**WHAT YOU ARE ASKED TO DO:** Say how many lines in the entries hold the word "where", and reply with that number only.

::::

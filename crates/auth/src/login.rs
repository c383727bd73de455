//! The login pipeline: local password logins and the OAuth callback.
//!
//! The OAuth path is where group→role mapping happens:
//! 1. exchange the code, fetch userinfo
//! 2. upsert the user by case-insensitive email
//! 3. extract groups and resolve them through the provider's mapping table
//! 4. invalidate the user's permission-cache entry BEFORE touching roles
//! 5. a non-empty resolved set replaces the user's roles (group mapping is
//!    the source of truth); an empty set preserves existing roles so a
//!    misconfigured OIDC claim cannot lock out manually-assigned users
//! 6. apply the no-role policy (delete / disable / allow)
//! 7. issue a token and redirect

use std::collections::BTreeSet;
use std::sync::Arc;

use tg_domain::config::{AuthConfig, NoRolePolicy};
use tg_rbac::RbacEngine;
use tg_store::{GatewayStore, StoreError, UserRecord};

use crate::oauth::{extract_groups, AuthorizationRequest, OAuthError, OAuthRegistry};
use crate::token::TokenIssuer;

/// Errors surfaced by the login endpoints.
#[derive(Debug, thiserror::Error)]
pub enum LoginError {
    #[error("invalid credentials")]
    InvalidCredentials,

    #[error("OAuth provider returned no email")]
    MissingEmail,

    #[error(transparent)]
    OAuth(#[from] OAuthError),

    #[error(transparent)]
    Store(#[from] StoreError),

    /// Login denied by policy; carries the redirect the handler should
    /// send the browser to.
    #[error("access denied")]
    AccessDenied { redirect_url: String },
}

/// Outcome of a successful local login.
#[derive(Debug)]
pub struct LocalLogin {
    pub access_token: String,
    pub user: UserRecord,
    pub role_names: Vec<String>,
}

/// Outcome of a successful OAuth callback: where to send the browser.
#[derive(Debug)]
pub struct CallbackRedirect {
    pub redirect_url: String,
}

/// Glue over the RBAC engine, token issuer, and OAuth registry.
pub struct LoginService {
    store: Arc<GatewayStore>,
    rbac: Arc<RbacEngine>,
    tokens: Arc<TokenIssuer>,
    oauth: Arc<OAuthRegistry>,
    no_role_policy: NoRolePolicy,
    group_claims: Vec<String>,
    default_redirect: String,
}

impl LoginService {
    pub fn new(
        store: Arc<GatewayStore>,
        rbac: Arc<RbacEngine>,
        tokens: Arc<TokenIssuer>,
        oauth: Arc<OAuthRegistry>,
        cfg: &AuthConfig,
    ) -> Self {
        Self {
            store,
            rbac,
            tokens,
            oauth,
            no_role_policy: cfg.no_role_policy,
            group_claims: cfg.group_claims.clone(),
            default_redirect: cfg.default_redirect.clone(),
        }
    }

    /// Verify email + password, bump `last_login`, issue a token.
    pub fn local_login(&self, email: &str, password: &str) -> Result<LocalLogin, LoginError> {
        let Some(user) = self.rbac.authenticate_local(email, password) else {
            tracing::warn!(
                target: "audit",
                event = "auth.login.failure",
                email,
                provider = "local",
                reason = "invalid_credentials",
            );
            return Err(LoginError::InvalidCredentials);
        };

        let access_token = self.tokens.issue(&user, "local");
        tracing::info!(
            target: "audit",
            event = "auth.login.success",
            user_id = %user.user_id,
            email = %user.email,
            provider = "local",
        );

        let role_names = self.role_names(&user);
        Ok(LocalLogin {
            access_token,
            user,
            role_names,
        })
    }

    /// Start an OAuth flow: authorize URL + state.
    pub fn begin_oauth(
        &self,
        provider_id: &str,
        redirect_uri: &str,
        redirect_to: Option<String>,
    ) -> Result<AuthorizationRequest, LoginError> {
        let auth = self
            .oauth
            .authorization_url(provider_id, redirect_uri, redirect_to)?;
        tracing::info!(
            target: "audit",
            event = "auth.login.initiated",
            provider = provider_id,
        );
        Ok(auth)
    }

    /// Handle the OAuth callback end to end. See the module docs for the
    /// pipeline.
    pub async fn oauth_callback(
        &self,
        code: &str,
        state: &str,
    ) -> Result<CallbackRedirect, LoginError> {
        // 1. Exchange + userinfo.
        let (provider, token, redirect_to) = self.oauth.exchange_code(code, state).await?;
        let userinfo = self
            .oauth
            .fetch_userinfo(&provider, &token.access_token)
            .await?;
        let email = userinfo.email.as_deref().ok_or(LoginError::MissingEmail)?;

        // 2. Upsert by email.
        let user = self
            .rbac
            .get_or_create_user(email, userinfo.name.clone(), &provider.provider_id)?;

        // 3–5. Groups → roles, with cache invalidation before the change.
        let groups = extract_groups(&userinfo.raw, &self.group_claims);
        let user = self.sync_roles_from_groups(&user, &provider.provider_id, &groups)?;
        if user.roles.is_empty() {
            if let Some(redirect_url) = self.apply_no_role_policy(
                &user,
                &provider.provider_id,
                &groups,
                redirect_to.clone(),
            )? {
                return Err(LoginError::AccessDenied { redirect_url });
            }
        }

        // 7. Token + redirect.
        let access_token = self.tokens.issue(&user, &provider.provider_id);
        tracing::info!(
            target: "audit",
            event = "auth.login.success",
            user_id = %user.user_id,
            email = %user.email,
            provider = %provider.provider_id,
        );

        let base = redirect_to.unwrap_or_else(|| self.default_redirect.clone());
        Ok(CallbackRedirect {
            redirect_url: append_query(&base, &[("token", &access_token)]),
        })
    }

    /// Resolve groups through the provider's mapping table and apply the
    /// result to the user's role set. A non-empty resolution replaces the
    /// roles; an empty one preserves them. The user's cache entry is
    /// invalidated before any change. Returns the refreshed record.
    pub fn sync_roles_from_groups(
        &self,
        user: &UserRecord,
        provider_id: &str,
        groups: &[String],
    ) -> Result<UserRecord, LoginError> {
        let role_ids: BTreeSet<String> = if groups.is_empty() {
            BTreeSet::new()
        } else {
            self.store.roles_for_groups(provider_id, groups)
        };
        tracing::info!(
            email = %user.email,
            provider = provider_id,
            groups = ?groups,
            mapped_roles = ?role_ids,
            "OAuth groups resolved"
        );

        self.rbac.invalidate_user(&user.user_id);

        if !role_ids.is_empty() {
            let old_roles = user.roles.clone();
            self.store.clear_user_roles(&user.user_id);
            for role_id in &role_ids {
                match self.rbac.assign_role(&user.user_id, role_id) {
                    Ok(_) => {}
                    Err(StoreError::RoleNotFound(_)) => {
                        tracing::warn!(
                            role_id,
                            "group mapping points at a deleted role, skipping"
                        );
                    }
                    Err(e) => return Err(e.into()),
                }
            }
            tracing::info!(
                email = %user.email,
                old_roles = ?old_roles,
                new_roles = ?role_ids,
                "roles replaced from group mappings"
            );
        } else {
            tracing::info!(
                email = %user.email,
                existing_roles = ?user.roles,
                "no group mappings matched, preserving existing roles"
            );
        }

        self.store
            .get_user(&user.user_id)
            .ok_or_else(|| StoreError::UserNotFound(user.user_id.clone()).into())
    }

    /// Returns the denial redirect when the policy blocks the login, `None`
    /// when `allow` lets a role-less user through.
    fn apply_no_role_policy(
        &self,
        user: &UserRecord,
        provider_id: &str,
        groups: &[String],
        redirect_to: Option<String>,
    ) -> Result<Option<String>, LoginError> {
        if self.no_role_policy == NoRolePolicy::Allow {
            return Ok(None);
        }

        tracing::warn!(
            target: "audit",
            event = "auth.login.failure",
            user_id = %user.user_id,
            email = %user.email,
            provider = provider_id,
            reason = "no_role_mapping",
            extracted_groups = ?groups,
        );

        match self.no_role_policy {
            NoRolePolicy::Delete => {
                // No roles means no access; drop the just-created record
                // rather than accumulating orphans.
                self.rbac.delete_user(&user.user_id);
                tracing::info!(email = %user.email, "deleted user with no role mappings");
            }
            NoRolePolicy::Disable => {
                self.rbac.set_user_enabled(&user.user_id, false)?;
                tracing::info!(email = %user.email, "disabled user with no role mappings");
            }
            NoRolePolicy::Allow => unreachable!("handled above"),
        }

        let message = "Access denied: your account is not authorized. \
                       Ask an administrator to configure group-to-role mappings.";
        let base = redirect_to.unwrap_or_else(|| "/auth/login".to_string());
        Ok(Some(append_query(
            &base,
            &[("error", "access_denied"), ("message", message)],
        )))
    }

    fn role_names(&self, user: &UserRecord) -> Vec<String> {
        user.roles
            .iter()
            .filter_map(|rid| self.store.get_role(rid))
            .map(|r| r.role_name)
            .collect()
    }
}

/// Append query parameters to a URL or path, percent-encoding values.
/// Handles targets that already carry a query string.
pub fn append_query(base: &str, pairs: &[(&str, &str)]) -> String {
    let mut out = String::from(base);
    for (i, (key, value)) in pairs.iter().enumerate() {
        out.push(if i == 0 && !base.contains('?') { '?' } else { '&' });
        out.push_str(key);
        out.push('=');
        out.push_str(&percent_encode(value));
    }
    out
}

fn percent_encode(value: &str) -> String {
    let mut out = String::with_capacity(value.len());
    for byte in value.bytes() {
        match byte {
            b'A'..=b'Z' | b'a'..=b'z' | b'0'..=b'9' | b'-' | b'_' | b'.' | b'~' => {
                out.push(byte as char)
            }
            _ => out.push_str(&format!("%{byte:02X}")),
        }
    }
    out
}

// ━━━━━━━━━━━━━━━━━━━━━━━━━━━━━━━━━━━━━━━━━━━━━━━━━━━━━━━━━━━━━━━━━━
// Tests
// ━━━━━━━━━━━━━━━━━━━━━━━━━━━━━━━━━━━━━━━━━━━━━━━━━━━━━━━━━━━━━━━━━━

#[cfg(test)]
mod tests {
    use super::*;
    use std::time::Duration;
    use tg_rbac::PermissionCache;

    fn service(policy: NoRolePolicy) -> (tempfile::TempDir, LoginService, Arc<RbacEngine>) {
        let dir = tempfile::tempdir().unwrap();
        let store = Arc::new(GatewayStore::open(dir.path()).unwrap());
        let rbac = Arc::new(RbacEngine::new(
            store.clone(),
            PermissionCache::new(Duration::from_secs(300), 1000),
        ));
        rbac.ensure_defaults().unwrap();
        let tokens = Arc::new(TokenIssuer::new(b"test".to_vec(), 3600));
        let oauth = Arc::new(OAuthRegistry::new(store.clone()));
        let cfg = AuthConfig {
            no_role_policy: policy,
            ..AuthConfig::default()
        };
        let service = LoginService::new(store, rbac.clone(), tokens, oauth, &cfg);
        (dir, service, rbac)
    }

    #[test]
    fn local_login_issues_verifiable_token() {
        let (_dir, service, _rbac) = service(NoRolePolicy::Delete);
        let login = service.local_login("admin", "admin").unwrap();
        assert!(!login.access_token.is_empty());
        assert_eq!(login.role_names, vec!["Administrator".to_string()]);
    }

    #[test]
    fn local_login_rejects_wrong_password() {
        let (_dir, service, _rbac) = service(NoRolePolicy::Delete);
        assert!(matches!(
            service.local_login("admin", "wrong"),
            Err(LoginError::InvalidCredentials)
        ));
    }

    #[test]
    fn group_mappings_replace_roles_exactly() {
        let (_dir, service, rbac) = service(NoRolePolicy::Delete);
        for role_id in ["role_sre", "role_ops"] {
            rbac.create_role(role_id, "", BTreeSet::new()).unwrap();
        }
        for (group, role_id) in [("sre", "role_sre"), ("ops", "role_ops")] {
            service.store.add_group_mapping(tg_store::GroupMapping {
                provider_id: "corp".into(),
                group_name: group.into(),
                role_id: role_id.into(),
            });
        }
        let user = rbac
            .get_or_create_user("eve@example.com", None, "corp")
            .unwrap();
        // A manually assigned role that the mapping should replace.
        rbac.assign_role(&user.user_id, "admin").unwrap();

        let user = service
            .sync_roles_from_groups(&user, "corp", &["sre".into(), "ops".into()])
            .unwrap();
        assert_eq!(
            user.roles,
            BTreeSet::from(["role_ops".to_string(), "role_sre".to_string()])
        );

        // A second login with no groups preserves what's there.
        let user = service.sync_roles_from_groups(&user, "corp", &[]).unwrap();
        assert_eq!(
            user.roles,
            BTreeSet::from(["role_ops".to_string(), "role_sre".to_string()])
        );
    }

    #[test]
    fn unmatched_groups_preserve_manual_roles() {
        let (_dir, service, rbac) = service(NoRolePolicy::Delete);
        let user = rbac
            .get_or_create_user("frank@example.com", None, "corp")
            .unwrap();
        rbac.assign_role(&user.user_id, "admin").unwrap();

        let user = service
            .sync_roles_from_groups(&user, "corp", &["unmapped-group".into()])
            .unwrap();
        assert_eq!(user.roles, BTreeSet::from(["admin".to_string()]));
    }

    #[test]
    fn append_query_encodes_and_chains() {
        assert_eq!(
            append_query("/", &[("token", "a.b/c")]),
            "/?token=a.b%2Fc"
        );
        assert_eq!(
            append_query("http://app/cb?x=1", &[("error", "denied"), ("message", "no role")]),
            "http://app/cb?x=1&error=denied&message=no%20role"
        );
    }
}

::::

**SOLUTION BELOW:** 2